Current surgical guidelines for melanoma recommend wide excision of the primary tumor along with sentinel lymph node (SLN) biopsy for tumors 1 mm in thickness or greater, with complete node dissection for those patients with a positive node or nodes. The role of SLN in patients with thinner tumors (<1 mm) remains an area of debate; currently most guidelines suggest SLN for selected patients, but the criteria for identifying patients with thin melanoma at sufficient risk to justify the procedure have not been agreed upon. Also highly controversial is the value of routine complete node dissection after the removal of a microscopically positive sentinel node, especially when the node contains only very small tumor deposits (again with no agreed upon definition).
The role of SLN biopsy was explored by the MSLT-I prospective trial, which randomized patients to wide excision and SLN biopsy or to wide excision and observation. SLN biopsy was found to be a strong predictor of the risk of recurrence (5-year disease-free survival was 83% in node negative patients versus 53% in node positive patients; HR 3.04) and death (5-year melanoma-specific survival 90% in node negative patients versus 73% in node positive patients; HR 2.48). Moreover, SLN biopsy also increased relapse-free survival; after a median of 60 months, 27% of patients in the observation arm had relapsed versus 21% in the SLN biopsy arm. However there was no discernable benefit on survival. In updated results, it was also apparent that SLN biopsy identified patients who, in time, required complete node dissection, and that SLN biopsy may increase survival in the subset of node-positive patients.

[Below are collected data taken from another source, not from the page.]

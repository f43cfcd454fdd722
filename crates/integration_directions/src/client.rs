//! Google Directions client

use std::time::Duration;

use async_trait::async_trait;
use domain::Coordinate;
use reqwest::Client;
use tracing::{debug, instrument, warn};

use crate::config::DirectionsConfig;
use crate::error::DirectionsError;
use crate::models::{DirectionsStatus, DrivingRoute, api};

/// Trait for routing clients
#[async_trait]
pub trait DirectionsClient: Send + Sync {
    /// Compute the driving route between two coordinates
    ///
    /// # Errors
    ///
    /// Returns `DirectionsError::NoRoute` when the service finds no route.
    async fn driving_route(
        &self,
        origin: &Coordinate,
        destination: &Coordinate,
    ) -> Result<DrivingRoute, DirectionsError>;
}

/// Google Directions API client
#[derive(Debug)]
pub struct GoogleDirectionsClient {
    client: Client,
    config: DirectionsConfig,
    api_key: String,
}

impl GoogleDirectionsClient {
    /// Create a new directions client
    ///
    /// # Errors
    ///
    /// Returns an error if the API key is missing or the HTTP client cannot
    /// be created.
    pub fn new(config: &DirectionsConfig) -> Result<Self, DirectionsError> {
        let api_key = config
            .api_key
            .clone()
            .filter(|k| !k.is_empty())
            .ok_or_else(|| {
                DirectionsError::AuthenticationFailed(
                    "Google Maps API key is required".to_string(),
                )
            })?;

        let client = Client::builder()
            .timeout(Duration::from_secs(config.timeout_secs))
            .build()
            .map_err(|e| DirectionsError::ConnectionFailed(e.to_string()))?;

        Ok(Self {
            client,
            config: config.clone(),
            api_key,
        })
    }

    /// Interpret a directions body
    pub(crate) fn parse_response(body: &str) -> Result<DrivingRoute, DirectionsError> {
        let response: api::DirectionsResponse =
            serde_json::from_str(body).map_err(|e| DirectionsError::ParseError(e.to_string()))?;

        let status = DirectionsStatus::parse(&response.status);
        match status {
            DirectionsStatus::Ok => {},
            s if s.is_no_route() => return Err(DirectionsError::NoRoute),
            s => {
                let message = response.error_message.unwrap_or_default();
                warn!(status = %s, error_message = %message, "Directions request rejected");
                return Err(DirectionsError::Rejected {
                    status: s.to_string(),
                    message,
                });
            },
        }

        response
            .routes
            .first()
            .and_then(DrivingRoute::from_route)
            .ok_or(DirectionsError::NoRoute)
    }
}

#[async_trait]
impl DirectionsClient for GoogleDirectionsClient {
    #[instrument(skip(self), fields(origin = %origin, destination = %destination))]
    async fn driving_route(
        &self,
        origin: &Coordinate,
        destination: &Coordinate,
    ) -> Result<DrivingRoute, DirectionsError> {
        let url = format!("{}/directions/json", self.config.base_url);
        let params = [
            ("origin", origin.as_query_value()),
            ("destination", destination.as_query_value()),
            ("mode", "driving".to_string()),
            ("key", self.api_key.clone()),
        ];

        debug!(%url, "Requesting driving directions");

        let response = self
            .client
            .get(&url)
            .query(&params)
            .send()
            .await
            .map_err(|e| {
                if e.is_timeout() {
                    DirectionsError::Timeout {
                        timeout_secs: self.config.timeout_secs,
                    }
                } else if e.is_connect() {
                    DirectionsError::ConnectionFailed(e.to_string())
                } else {
                    DirectionsError::RequestFailed(e.to_string())
                }
            })?;

        let status = response.status();
        if !status.is_success() {
            let error_text = response.text().await.unwrap_or_default();
            return Err(DirectionsError::RequestFailed(format!(
                "HTTP {status}: {error_text}"
            )));
        }

        let body = response
            .text()
            .await
            .map_err(|e| DirectionsError::RequestFailed(e.to_string()))?;

        let route = Self::parse_response(&body)?;
        debug!(
            distance_meters = route.distance_meters,
            duration_seconds = route.duration_seconds,
            "Driving route computed"
        );
        Ok(route)
    }
}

Several studies have indicated that SLN status predicts prognosis in patients with thick melanomas, however the data regarding the role of SLN in patients with thinner melanomas is less clear. In our experience, few patients with melanomas of Breslow thickness <0.76 mm have positive nodes, however those with melanomas of 0.76–1.0 mm have a sufficient risk of nodal involvement to justify consideration of SLN biopsy. Ideally, additional clinicopathologic indicators of risk should be considered when making decisions regarding SLN biopsy. For example, younger age has been shown to correlate with increased risk of nodal involvement. In addition, in those patients with melanomas greater than 0.5 mm, mitotic rate has been shown to be related to prognosis and can also help identify those patients in whom SLN biopsy may be helpful. The MSLT-II trial is assessing whether PCR can detect positive metastases in the SLN, and whether complete lymph node dissection can be avoided in some patients with positive sentinel nodes.
This presentation will review the lessons learned from these and other clinical trials of sentinel node biopsy and discuss current recommendations for the use of sentinel node biopsy and completion node dissection.